WHAT IS REQUIRED.
Print nothing but the lines below starting at the line that holds "and empty strings" and ending at the line that holds "pub fn apply(self, mut", including both, each exactly as written.

RECORDS SHOWN.
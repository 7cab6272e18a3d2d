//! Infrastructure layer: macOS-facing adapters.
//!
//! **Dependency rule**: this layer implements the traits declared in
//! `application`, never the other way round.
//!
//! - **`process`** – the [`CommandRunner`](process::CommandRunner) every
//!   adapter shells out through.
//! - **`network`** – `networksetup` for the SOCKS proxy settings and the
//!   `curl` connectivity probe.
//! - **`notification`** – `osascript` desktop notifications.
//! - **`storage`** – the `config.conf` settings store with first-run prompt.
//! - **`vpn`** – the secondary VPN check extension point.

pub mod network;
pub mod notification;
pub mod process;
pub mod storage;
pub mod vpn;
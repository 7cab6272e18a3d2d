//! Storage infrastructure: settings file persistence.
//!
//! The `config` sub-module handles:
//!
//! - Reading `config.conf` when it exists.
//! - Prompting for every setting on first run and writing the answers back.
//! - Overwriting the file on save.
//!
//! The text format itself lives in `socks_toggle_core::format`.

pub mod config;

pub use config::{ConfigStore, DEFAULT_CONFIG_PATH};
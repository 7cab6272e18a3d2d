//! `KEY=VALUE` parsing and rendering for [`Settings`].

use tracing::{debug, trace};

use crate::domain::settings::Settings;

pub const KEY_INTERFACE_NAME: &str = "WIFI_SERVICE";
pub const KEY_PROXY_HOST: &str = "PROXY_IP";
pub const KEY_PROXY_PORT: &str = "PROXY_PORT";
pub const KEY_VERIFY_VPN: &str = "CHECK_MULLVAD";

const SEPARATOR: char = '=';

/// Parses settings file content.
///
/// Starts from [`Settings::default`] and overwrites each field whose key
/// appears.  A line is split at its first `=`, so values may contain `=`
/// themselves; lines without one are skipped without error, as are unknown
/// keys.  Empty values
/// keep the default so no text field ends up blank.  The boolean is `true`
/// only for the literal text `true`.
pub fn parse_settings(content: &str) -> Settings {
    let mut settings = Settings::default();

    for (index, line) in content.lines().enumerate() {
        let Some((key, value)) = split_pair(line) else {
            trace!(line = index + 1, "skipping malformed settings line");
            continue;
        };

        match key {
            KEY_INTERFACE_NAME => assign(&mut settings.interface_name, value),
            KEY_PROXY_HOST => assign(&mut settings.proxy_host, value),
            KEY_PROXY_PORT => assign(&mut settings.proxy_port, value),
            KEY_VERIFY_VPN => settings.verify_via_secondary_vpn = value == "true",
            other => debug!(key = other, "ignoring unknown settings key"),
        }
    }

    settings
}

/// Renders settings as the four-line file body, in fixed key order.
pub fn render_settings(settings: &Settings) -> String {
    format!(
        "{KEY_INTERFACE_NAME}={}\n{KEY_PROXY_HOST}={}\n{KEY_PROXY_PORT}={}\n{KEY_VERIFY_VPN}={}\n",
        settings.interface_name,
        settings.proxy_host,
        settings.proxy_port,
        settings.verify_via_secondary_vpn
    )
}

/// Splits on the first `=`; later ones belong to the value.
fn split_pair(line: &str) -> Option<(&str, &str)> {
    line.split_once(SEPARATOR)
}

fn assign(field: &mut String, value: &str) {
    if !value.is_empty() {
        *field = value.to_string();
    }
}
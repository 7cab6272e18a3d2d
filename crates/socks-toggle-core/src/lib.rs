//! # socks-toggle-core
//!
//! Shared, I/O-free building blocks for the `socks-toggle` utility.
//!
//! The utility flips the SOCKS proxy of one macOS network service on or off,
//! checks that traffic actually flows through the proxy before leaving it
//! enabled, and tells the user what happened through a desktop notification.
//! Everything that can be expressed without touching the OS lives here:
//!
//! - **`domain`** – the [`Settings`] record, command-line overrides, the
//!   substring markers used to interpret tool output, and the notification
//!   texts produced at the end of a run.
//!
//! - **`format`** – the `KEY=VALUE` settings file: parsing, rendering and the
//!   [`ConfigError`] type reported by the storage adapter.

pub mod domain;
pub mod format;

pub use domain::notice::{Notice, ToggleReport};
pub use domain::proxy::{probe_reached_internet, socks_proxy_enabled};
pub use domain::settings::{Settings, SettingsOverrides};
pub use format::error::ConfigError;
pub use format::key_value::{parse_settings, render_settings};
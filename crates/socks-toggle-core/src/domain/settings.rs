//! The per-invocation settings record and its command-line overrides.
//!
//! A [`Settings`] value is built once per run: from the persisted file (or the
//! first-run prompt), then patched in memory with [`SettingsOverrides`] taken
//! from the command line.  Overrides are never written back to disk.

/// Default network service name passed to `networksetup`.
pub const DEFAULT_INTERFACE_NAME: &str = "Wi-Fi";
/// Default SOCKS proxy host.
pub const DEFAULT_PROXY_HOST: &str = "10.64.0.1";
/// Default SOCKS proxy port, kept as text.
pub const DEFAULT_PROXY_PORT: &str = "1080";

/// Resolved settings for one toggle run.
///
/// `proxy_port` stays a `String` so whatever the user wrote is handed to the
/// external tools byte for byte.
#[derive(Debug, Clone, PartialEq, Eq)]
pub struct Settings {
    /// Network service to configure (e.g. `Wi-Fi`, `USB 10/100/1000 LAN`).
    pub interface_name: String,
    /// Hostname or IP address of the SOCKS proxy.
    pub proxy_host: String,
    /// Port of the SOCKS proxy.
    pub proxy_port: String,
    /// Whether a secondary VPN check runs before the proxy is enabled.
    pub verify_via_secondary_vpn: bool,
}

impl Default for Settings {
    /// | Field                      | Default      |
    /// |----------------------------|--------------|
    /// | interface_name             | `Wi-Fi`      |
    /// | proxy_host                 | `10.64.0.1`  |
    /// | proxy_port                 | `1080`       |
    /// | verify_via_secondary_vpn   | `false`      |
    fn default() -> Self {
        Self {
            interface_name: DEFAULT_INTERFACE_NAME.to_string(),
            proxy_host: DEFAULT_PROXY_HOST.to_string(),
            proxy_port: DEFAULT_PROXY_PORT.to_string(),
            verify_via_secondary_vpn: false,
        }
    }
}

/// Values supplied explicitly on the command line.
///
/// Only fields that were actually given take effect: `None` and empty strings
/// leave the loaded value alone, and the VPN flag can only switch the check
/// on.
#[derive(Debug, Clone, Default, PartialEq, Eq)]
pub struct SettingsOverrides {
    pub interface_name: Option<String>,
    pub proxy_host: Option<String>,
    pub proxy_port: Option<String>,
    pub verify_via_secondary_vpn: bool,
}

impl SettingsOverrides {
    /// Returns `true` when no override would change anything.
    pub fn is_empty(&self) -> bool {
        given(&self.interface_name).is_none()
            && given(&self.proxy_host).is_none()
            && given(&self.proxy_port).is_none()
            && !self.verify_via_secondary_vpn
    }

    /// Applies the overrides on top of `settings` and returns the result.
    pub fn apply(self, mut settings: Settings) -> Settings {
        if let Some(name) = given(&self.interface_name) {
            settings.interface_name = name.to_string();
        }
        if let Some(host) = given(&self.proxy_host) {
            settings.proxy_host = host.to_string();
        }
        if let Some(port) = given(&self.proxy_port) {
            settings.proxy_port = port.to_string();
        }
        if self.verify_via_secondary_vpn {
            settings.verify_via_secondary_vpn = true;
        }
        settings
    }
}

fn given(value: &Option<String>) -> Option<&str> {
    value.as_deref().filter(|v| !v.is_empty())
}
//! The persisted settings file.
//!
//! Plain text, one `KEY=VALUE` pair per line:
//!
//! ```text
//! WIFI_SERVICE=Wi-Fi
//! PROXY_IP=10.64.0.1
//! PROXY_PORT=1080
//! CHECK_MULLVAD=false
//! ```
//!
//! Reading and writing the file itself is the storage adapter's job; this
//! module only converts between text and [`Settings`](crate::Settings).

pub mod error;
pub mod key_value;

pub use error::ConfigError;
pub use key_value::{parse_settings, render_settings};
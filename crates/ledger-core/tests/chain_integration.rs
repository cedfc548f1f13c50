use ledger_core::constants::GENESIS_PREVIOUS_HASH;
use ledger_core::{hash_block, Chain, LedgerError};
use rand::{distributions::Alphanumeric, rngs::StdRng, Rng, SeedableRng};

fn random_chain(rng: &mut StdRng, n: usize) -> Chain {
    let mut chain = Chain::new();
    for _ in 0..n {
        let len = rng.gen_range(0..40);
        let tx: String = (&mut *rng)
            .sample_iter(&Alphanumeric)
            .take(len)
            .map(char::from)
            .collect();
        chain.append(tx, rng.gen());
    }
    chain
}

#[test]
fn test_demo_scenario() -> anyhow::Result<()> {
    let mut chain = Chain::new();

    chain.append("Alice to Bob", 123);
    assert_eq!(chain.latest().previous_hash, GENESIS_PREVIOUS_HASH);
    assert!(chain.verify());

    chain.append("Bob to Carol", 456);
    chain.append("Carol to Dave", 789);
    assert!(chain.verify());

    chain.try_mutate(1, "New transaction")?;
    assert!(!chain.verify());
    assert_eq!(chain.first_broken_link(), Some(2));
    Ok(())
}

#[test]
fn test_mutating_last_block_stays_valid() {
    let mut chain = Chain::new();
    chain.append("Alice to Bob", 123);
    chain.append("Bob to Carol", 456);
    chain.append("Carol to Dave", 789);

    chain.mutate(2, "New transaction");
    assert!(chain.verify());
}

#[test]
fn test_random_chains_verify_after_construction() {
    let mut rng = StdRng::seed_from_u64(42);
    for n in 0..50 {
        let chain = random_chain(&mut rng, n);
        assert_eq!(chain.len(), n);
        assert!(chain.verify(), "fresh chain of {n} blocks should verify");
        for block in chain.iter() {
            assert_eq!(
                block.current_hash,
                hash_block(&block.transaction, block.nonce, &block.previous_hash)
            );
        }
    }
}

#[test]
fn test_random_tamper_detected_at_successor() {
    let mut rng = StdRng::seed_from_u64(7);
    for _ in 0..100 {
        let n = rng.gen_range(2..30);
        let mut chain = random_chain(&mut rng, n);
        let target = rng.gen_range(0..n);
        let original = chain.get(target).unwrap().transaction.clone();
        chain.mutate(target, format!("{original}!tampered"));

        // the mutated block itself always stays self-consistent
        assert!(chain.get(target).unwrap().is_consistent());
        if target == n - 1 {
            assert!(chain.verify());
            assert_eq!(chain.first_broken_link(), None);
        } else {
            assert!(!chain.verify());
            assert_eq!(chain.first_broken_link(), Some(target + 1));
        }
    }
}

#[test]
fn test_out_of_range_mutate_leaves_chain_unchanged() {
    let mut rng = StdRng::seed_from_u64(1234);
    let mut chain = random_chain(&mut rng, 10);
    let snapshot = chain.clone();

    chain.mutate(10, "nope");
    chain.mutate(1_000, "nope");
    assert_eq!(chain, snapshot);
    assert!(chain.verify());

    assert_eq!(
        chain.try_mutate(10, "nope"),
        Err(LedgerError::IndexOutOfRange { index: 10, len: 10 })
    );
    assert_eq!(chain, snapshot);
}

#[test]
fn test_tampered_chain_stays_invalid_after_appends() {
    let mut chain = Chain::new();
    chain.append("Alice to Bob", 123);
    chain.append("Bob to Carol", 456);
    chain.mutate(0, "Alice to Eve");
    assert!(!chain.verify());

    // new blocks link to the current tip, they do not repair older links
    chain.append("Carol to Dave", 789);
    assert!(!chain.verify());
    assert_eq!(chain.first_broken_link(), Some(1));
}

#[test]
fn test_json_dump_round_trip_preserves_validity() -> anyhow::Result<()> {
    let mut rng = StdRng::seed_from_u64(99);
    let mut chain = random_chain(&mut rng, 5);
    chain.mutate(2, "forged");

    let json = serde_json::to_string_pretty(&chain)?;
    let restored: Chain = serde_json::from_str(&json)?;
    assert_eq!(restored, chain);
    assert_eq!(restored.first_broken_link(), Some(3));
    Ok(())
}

---

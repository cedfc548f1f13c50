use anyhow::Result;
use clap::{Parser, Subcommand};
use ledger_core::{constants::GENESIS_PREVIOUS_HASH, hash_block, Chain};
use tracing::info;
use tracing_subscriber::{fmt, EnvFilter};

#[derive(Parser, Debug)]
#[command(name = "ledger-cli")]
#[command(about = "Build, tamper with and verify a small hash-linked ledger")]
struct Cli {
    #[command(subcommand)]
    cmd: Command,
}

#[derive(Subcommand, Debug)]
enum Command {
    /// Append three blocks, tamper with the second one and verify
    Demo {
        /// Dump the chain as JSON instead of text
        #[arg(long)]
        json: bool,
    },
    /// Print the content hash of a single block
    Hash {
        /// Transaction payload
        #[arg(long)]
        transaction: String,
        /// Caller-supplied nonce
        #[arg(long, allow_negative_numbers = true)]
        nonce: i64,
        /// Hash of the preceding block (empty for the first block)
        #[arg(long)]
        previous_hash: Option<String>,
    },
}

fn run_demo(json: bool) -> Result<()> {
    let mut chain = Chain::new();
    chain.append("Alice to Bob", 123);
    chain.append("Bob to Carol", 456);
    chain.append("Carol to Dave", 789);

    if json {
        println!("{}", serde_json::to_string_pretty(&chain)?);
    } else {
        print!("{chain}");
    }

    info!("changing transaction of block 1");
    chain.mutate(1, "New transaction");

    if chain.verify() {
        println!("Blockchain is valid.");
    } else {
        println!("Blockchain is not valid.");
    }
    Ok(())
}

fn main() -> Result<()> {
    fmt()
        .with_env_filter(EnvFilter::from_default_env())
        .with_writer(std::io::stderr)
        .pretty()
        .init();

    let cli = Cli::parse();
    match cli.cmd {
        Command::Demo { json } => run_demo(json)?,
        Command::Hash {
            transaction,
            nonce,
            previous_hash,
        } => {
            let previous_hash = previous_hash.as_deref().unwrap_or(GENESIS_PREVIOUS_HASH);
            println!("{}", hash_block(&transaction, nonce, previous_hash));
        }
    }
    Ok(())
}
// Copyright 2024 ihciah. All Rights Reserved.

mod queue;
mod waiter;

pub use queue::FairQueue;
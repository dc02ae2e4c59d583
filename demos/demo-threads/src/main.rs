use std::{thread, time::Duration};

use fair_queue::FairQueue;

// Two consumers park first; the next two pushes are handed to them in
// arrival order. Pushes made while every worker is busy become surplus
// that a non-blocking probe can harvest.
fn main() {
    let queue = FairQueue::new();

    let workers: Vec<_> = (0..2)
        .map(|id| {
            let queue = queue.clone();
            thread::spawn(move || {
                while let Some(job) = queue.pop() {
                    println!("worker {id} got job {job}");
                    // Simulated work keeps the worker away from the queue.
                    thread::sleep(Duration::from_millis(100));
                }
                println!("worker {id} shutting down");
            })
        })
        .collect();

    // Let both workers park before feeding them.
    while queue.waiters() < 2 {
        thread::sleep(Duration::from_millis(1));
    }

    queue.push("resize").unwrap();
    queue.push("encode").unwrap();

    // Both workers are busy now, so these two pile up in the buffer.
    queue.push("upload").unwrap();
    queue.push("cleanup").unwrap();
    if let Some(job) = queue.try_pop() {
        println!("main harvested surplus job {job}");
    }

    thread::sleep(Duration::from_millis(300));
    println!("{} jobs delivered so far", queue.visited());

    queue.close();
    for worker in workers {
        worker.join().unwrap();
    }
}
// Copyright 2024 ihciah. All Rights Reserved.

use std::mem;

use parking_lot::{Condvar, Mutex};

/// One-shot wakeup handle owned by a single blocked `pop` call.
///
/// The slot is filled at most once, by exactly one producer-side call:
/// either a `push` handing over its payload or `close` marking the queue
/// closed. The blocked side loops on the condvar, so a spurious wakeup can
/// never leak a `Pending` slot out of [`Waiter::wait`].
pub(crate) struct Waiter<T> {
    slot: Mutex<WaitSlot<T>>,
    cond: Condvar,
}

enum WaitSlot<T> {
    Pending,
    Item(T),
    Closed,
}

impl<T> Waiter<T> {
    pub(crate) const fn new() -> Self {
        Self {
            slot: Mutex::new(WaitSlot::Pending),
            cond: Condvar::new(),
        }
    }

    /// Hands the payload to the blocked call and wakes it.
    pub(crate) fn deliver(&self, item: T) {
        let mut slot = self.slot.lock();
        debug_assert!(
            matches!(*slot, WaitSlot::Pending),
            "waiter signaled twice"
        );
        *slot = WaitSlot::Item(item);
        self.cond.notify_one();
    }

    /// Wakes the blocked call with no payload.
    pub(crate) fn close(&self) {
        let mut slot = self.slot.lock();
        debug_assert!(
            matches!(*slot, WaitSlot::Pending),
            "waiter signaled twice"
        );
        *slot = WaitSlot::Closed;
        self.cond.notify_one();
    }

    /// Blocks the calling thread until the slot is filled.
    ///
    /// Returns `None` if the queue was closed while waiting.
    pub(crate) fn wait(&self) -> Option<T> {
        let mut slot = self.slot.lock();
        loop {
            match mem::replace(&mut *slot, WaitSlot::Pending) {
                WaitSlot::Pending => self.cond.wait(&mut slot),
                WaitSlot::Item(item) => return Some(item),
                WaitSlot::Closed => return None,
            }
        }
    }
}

...

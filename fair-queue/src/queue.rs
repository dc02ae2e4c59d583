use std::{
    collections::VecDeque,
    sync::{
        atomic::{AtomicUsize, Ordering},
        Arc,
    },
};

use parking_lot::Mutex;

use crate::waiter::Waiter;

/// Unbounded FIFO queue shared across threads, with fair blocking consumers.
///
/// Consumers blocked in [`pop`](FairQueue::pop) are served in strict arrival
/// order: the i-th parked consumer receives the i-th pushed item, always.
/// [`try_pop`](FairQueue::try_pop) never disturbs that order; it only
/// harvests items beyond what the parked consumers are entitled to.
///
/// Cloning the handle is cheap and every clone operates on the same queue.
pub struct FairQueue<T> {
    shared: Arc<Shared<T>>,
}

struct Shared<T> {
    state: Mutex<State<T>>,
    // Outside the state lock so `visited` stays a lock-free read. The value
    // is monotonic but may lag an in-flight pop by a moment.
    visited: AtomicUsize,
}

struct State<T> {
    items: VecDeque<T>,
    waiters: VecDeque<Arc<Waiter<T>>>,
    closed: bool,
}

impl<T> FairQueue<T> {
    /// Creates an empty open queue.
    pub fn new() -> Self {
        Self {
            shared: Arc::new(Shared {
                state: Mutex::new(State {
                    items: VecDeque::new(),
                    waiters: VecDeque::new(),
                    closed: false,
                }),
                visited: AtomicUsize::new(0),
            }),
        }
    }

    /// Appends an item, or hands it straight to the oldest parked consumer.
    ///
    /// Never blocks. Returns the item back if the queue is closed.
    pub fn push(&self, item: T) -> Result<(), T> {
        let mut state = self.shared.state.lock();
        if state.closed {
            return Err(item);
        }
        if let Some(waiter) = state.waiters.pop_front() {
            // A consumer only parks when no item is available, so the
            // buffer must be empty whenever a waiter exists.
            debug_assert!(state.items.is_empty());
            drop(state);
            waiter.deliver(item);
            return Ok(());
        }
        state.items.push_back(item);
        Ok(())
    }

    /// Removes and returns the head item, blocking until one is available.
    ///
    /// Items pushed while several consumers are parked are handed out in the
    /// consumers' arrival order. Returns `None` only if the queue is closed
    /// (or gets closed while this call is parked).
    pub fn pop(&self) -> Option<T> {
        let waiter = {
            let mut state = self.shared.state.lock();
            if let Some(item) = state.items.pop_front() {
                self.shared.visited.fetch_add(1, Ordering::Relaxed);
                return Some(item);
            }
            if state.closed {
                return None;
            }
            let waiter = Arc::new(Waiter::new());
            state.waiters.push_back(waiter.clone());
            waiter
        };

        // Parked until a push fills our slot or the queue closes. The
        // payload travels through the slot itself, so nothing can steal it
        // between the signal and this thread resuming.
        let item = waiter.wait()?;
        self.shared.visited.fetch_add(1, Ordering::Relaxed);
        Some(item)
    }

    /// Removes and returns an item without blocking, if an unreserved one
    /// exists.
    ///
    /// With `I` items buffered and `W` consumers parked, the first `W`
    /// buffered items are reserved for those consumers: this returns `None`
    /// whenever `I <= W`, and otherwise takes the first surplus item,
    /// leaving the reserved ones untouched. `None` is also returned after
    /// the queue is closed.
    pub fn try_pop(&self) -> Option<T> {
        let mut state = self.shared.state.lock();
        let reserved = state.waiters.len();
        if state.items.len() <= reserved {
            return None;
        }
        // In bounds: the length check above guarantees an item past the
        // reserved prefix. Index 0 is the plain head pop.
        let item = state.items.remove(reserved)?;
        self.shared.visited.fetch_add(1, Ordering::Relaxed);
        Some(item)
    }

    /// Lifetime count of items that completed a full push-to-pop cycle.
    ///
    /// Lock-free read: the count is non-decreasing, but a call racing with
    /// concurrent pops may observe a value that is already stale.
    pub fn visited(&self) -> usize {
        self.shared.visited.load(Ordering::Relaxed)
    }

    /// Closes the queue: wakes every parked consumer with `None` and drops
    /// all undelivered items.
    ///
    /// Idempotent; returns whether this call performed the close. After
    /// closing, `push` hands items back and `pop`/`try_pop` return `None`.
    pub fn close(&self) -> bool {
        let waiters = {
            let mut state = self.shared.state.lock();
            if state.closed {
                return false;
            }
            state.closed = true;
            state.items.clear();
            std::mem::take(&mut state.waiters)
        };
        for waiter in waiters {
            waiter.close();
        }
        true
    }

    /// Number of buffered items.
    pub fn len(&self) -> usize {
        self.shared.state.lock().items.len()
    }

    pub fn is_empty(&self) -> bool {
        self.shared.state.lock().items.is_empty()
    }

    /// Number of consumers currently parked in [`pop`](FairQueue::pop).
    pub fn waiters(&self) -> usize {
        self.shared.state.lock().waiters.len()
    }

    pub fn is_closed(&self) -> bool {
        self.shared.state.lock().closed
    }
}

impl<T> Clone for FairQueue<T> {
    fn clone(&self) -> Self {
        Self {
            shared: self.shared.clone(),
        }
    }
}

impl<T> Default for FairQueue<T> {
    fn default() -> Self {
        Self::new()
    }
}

OUTPUT OF THE EXERCISE.
/// Only fields that were actually given take effect: `None` and empty strings
/// leave the loaded value alone, and the VPN flag can only switch the check
/// on.
#[derive(Debug, Clone, Default, PartialEq, Eq)]
pub struct SettingsOverrides {
    pub interface_name: Option<String>,
    pub proxy_host: Option<String>,
    pub proxy_port: Option<String>,
    pub verify_via_secondary_vpn: bool,
}

impl SettingsOverrides {
    /// Returns `true` when no override would change anything.
    pub fn is_empty(&self) -> bool {
        given(&self.interface_name).is_none()
            && given(&self.proxy_host).is_none()
            && given(&self.proxy_port).is_none()
            && !self.verify_via_secondary_vpn
    }

    /// Applies the overrides on top of `settings` and returns the result.
    pub fn apply(self, mut settings: Settings) -> Settings {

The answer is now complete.